Some homeowners rent their houses as a way to make a living; others do it because they can't sell and have to move. Either way, ideally you will want to get a monthly cash flow from the rental and enjoy some tax benefits. Provided you take care of the house and didn't pay too much for it in the first place, a good rental unit will appreciate in value. Bankrate advises that the monthly rent should be about 1.1 percent of the house's value, but there are other considerations to think about that may or may not support that number.
Check the HUD Fair Market Rent Documentation System at huduser.org. Click on the current year's data and search for your local area. You will see the U.S. Department of Housing and Urban Development's estimation of fair market rent for efficiencies and one- to four-bedroom units. If you are doing a rent-to-own deal, the rent must be higher than the HUD number or the tenants' mortgage bank will not allow them to apply part of the rent to the purchase price.

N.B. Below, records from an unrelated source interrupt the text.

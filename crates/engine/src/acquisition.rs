// SPDX-License-Identifier: BUSL-1.1
// Copyright (c) 2026 Alfred Jean LLC

//! Per-acquisition state shared by locks and semaphores
//!
//! Each acquisition owns one `lost` token. Starting an acquisition replaces
//! it (cancelling the previous one), and cancelling it stops both background
//! loops: the session keep-alive and the ownership monitor. Background tasks
//! capture the token at spawn, never the slot it lives in.

use crate::keepalive::KeepAlive;
use crate::monitor::MonitorOutcome;
use crate::CoordinationError;
use kvlock_adapters::SessionService;
use kvlock_core::{QueryOptions, SessionId, SessionPolicy};
use std::future::Future;
use std::sync::atomic::{AtomicBool, Ordering};
use std::sync::Arc;
use std::time::Duration;
use tokio::task::JoinHandle;
use tokio::time::Instant;
use tokio_util::sync::CancellationToken;

struct MonitorTask {
    stop: CancellationToken,
    handle: JoinHandle<Result<MonitorOutcome, CoordinationError>>,
}

pub(crate) struct Acquisition {
    lost: CancellationToken,
    session: Option<SessionId>,
    keepalive: Option<KeepAlive>,
    monitor: Option<MonitorTask>,
}

impl Acquisition {
    pub fn new() -> Self {
        Self {
            lost: CancellationToken::new(),
            session: None,
            keepalive: None,
            monitor: None,
        }
    }

    pub fn session(&self) -> Option<&SessionId> {
        self.session.as_ref()
    }

    /// Signal handed to the caller; fires when ownership ends
    pub fn lost_signal(&self) -> CancellationToken {
        self.lost.child_token()
    }

    /// Install a fresh token for a new acquisition
    pub fn reset_token(&mut self) {
        let previous = std::mem::replace(&mut self.lost, CancellationToken::new());
        previous.cancel();
    }

    /// Use the configured session, creating (and keeping alive) one if asked
    pub async fn start_session<S: SessionService>(
        &mut self,
        sessions: &S,
        policy: &SessionPolicy,
        cancel: &CancellationToken,
    ) -> Result<SessionId, CoordinationError> {
        let id = match policy {
            SessionPolicy::Existing(id) => id.clone(),
            SessionPolicy::Create(request) => {
                let id = self.guarded(cancel, sessions.create(request)).await?;
                self.keepalive = Some(KeepAlive::spawn(
                    sessions.clone(),
                    id.clone(),
                    request.ttl,
                    &self.lost,
                ));
                id
            }
        };
        self.session = Some(id.clone());
        Ok(id)
    }

    /// Why the acquisition must stop now, if it must
    pub async fn interrupted(&mut self, cancel: &CancellationToken) -> Option<CoordinationError> {
        if cancel.is_cancelled() {
            return Some(CoordinationError::Cancelled);
        }
        if self.lost.is_cancelled() {
            return Some(self.keepalive_failure().await);
        }
        None
    }

    /// Run one store call, abandoning it if the caller cancels or the
    /// session is lost
    pub async fn guarded<T, E, F>(
        &mut self,
        cancel: &CancellationToken,
        call: F,
    ) -> Result<T, CoordinationError>
    where
        F: Future<Output = Result<T, E>>,
        E: Into<CoordinationError>,
    {
        let lost = self.lost.clone();
        tokio::select! {
            biased;
            _ = cancel.cancelled() => Err(CoordinationError::Cancelled),
            _ = lost.cancelled() => Err(self.keepalive_failure().await),
            result = call => result.map_err(Into::into),
        }
    }

    /// Sleep for `delay` unless interrupted first
    pub async fn pause(
        &mut self,
        cancel: &CancellationToken,
        delay: Duration,
    ) -> Result<(), CoordinationError> {
        self.guarded(cancel, async {
            tokio::time::sleep(delay).await;
            Ok::<(), CoordinationError>(())
        })
        .await
    }

    /// The keep-alive's failure, once the lost token fired during acquire
    async fn keepalive_failure(&mut self) -> CoordinationError {
        match self.keepalive.take() {
            Some(keepalive) => match keepalive.stop().await {
                Err(e) => e,
                Ok(()) => CoordinationError::Cancelled,
            },
            None => CoordinationError::Cancelled,
        }
    }

    /// Spawn the ownership monitor; loss clears `held` and fires the lost token
    pub fn spawn_monitor<F, Fut>(&mut self, held: Arc<AtomicBool>, watch: F)
    where
        F: FnOnce(CancellationToken) -> Fut,
        Fut: Future<Output = Result<MonitorOutcome, CoordinationError>> + Send + 'static,
    {
        let stop = self.lost.child_token();
        let lost = self.lost.clone();
        let watching = watch(stop.clone());
        let handle = tokio::spawn(async move {
            let result = watching.await;
            // Stopped by the lost token (keep-alive failure) rather than by release
            let stopped_by_loss = lost.is_cancelled();
            if stopped_by_loss || !matches!(result, Ok(MonitorOutcome::Stopped)) {
                held.store(false, Ordering::SeqCst);
                lost.cancel();
            }
            result
        });
        self.monitor = Some(MonitorTask { stop, handle });
    }

    /// Stop the monitor and wait for it to exit
    pub async fn stop_monitor(&mut self) {
        let Some(monitor) = self.monitor.take() else {
            return;
        };
        monitor.stop.cancel();
        match monitor.handle.await {
            Ok(Err(e)) => tracing::debug!(error = %e, "monitor had already failed"),
            Ok(Ok(_)) => {}
            Err(e) => tracing::warn!(error = %e, "monitor task did not finish cleanly"),
        }
    }

    /// Cancel and join every background loop, then forget the session
    ///
    /// Errors from the loops are logged and swallowed.
    pub async fn teardown(&mut self) {
        self.stop_monitor().await;
        self.lost.cancel();
        if let Some(keepalive) = self.keepalive.take() {
            if let Err(e) = keepalive.stop().await {
                tracing::warn!(error = %e, "keep-alive ended with an error");
            }
        }
        self.session = None;
    }
}

impl Drop for Acquisition {
    fn drop(&mut self) {
        // Detached loops exit on their own once the token fires
        self.lost.cancel();
    }
}

/// Time accounting for try-once acquisition
///
/// Without try-once every read may block for the full wait time. With it, the
/// total time is bounded by one wait time: each read blocks at most for what
/// remains, and once nothing remains one last non-blocking read is made.
pub(crate) struct AttemptBudget {
    try_once: bool,
    wait_time: Duration,
    started: Instant,
    exhausted: bool,
}

impl AttemptBudget {
    pub fn new(try_once: bool, wait_time: Duration) -> Self {
        Self {
            try_once,
            wait_time,
            started: Instant::now(),
            exhausted: false,
        }
    }

    /// Prepare `query` for the next attempt, or fail if the budget is spent
    pub fn next(&mut self, query: &mut QueryOptions) -> Result<(), CoordinationError> {
        if !self.try_once {
            return Ok(());
        }
        let elapsed = self.started.elapsed();
        if self.exhausted || elapsed > self.wait_time {
            return Err(CoordinationError::MaxAttemptsReached { elapsed });
        }
        let remaining = self.wait_time - elapsed;
        if remaining.is_zero() {
            self.exhausted = true;
            query.wait_index = 0;
        } else {
            query.wait_time = remaining;
        }
        Ok(())
    }

    /// Bound a retry sleep by what remains of the budget
    pub fn clamp(&self, delay: Duration) -> Duration {
        if self.try_once {
            delay.min(self.wait_time.saturating_sub(self.started.elapsed()))
        } else {
            delay
        }
    }
}

#[cfg(test)]
#[path = "acquisition_tests.rs"]
mod tests;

Check the local classified ads to find out what other houses in the area are renting for. Do drive-bys of at least some of them to be sure that the houses you are reading about are comparable. A house next to a gas station is not going to fetch what a house in a strictly residential neighborhood can get.
Call a rental management company and ask what the rent is on a house of the same size and condition and in the same or a comparable neighborhood. If you are thinking of having a rental company handle the day-to-day business of being a landlord for you, have a representative look at your house to give you a more accurate assessment.
Calculate your annual costs, including mortgage, taxes, insurance, management, trash removal and maintenance. The maintenance should include yard work and a repair budget. Divide by 12 to get your monthly cost. The rent you arrive at has to cover all of your expenses and stay at a price that the market will bear.
Weigh your findings against either your own or a rental manager's objective assessment of the planned rental. Although you don't need to set a low rent, shooting for top dollar on a middling house may cost you dearly--remember that you have to pay the mortgage, taxes and insurance even if the house is empty. You may also have to pay for heat to prevent freezing pipes.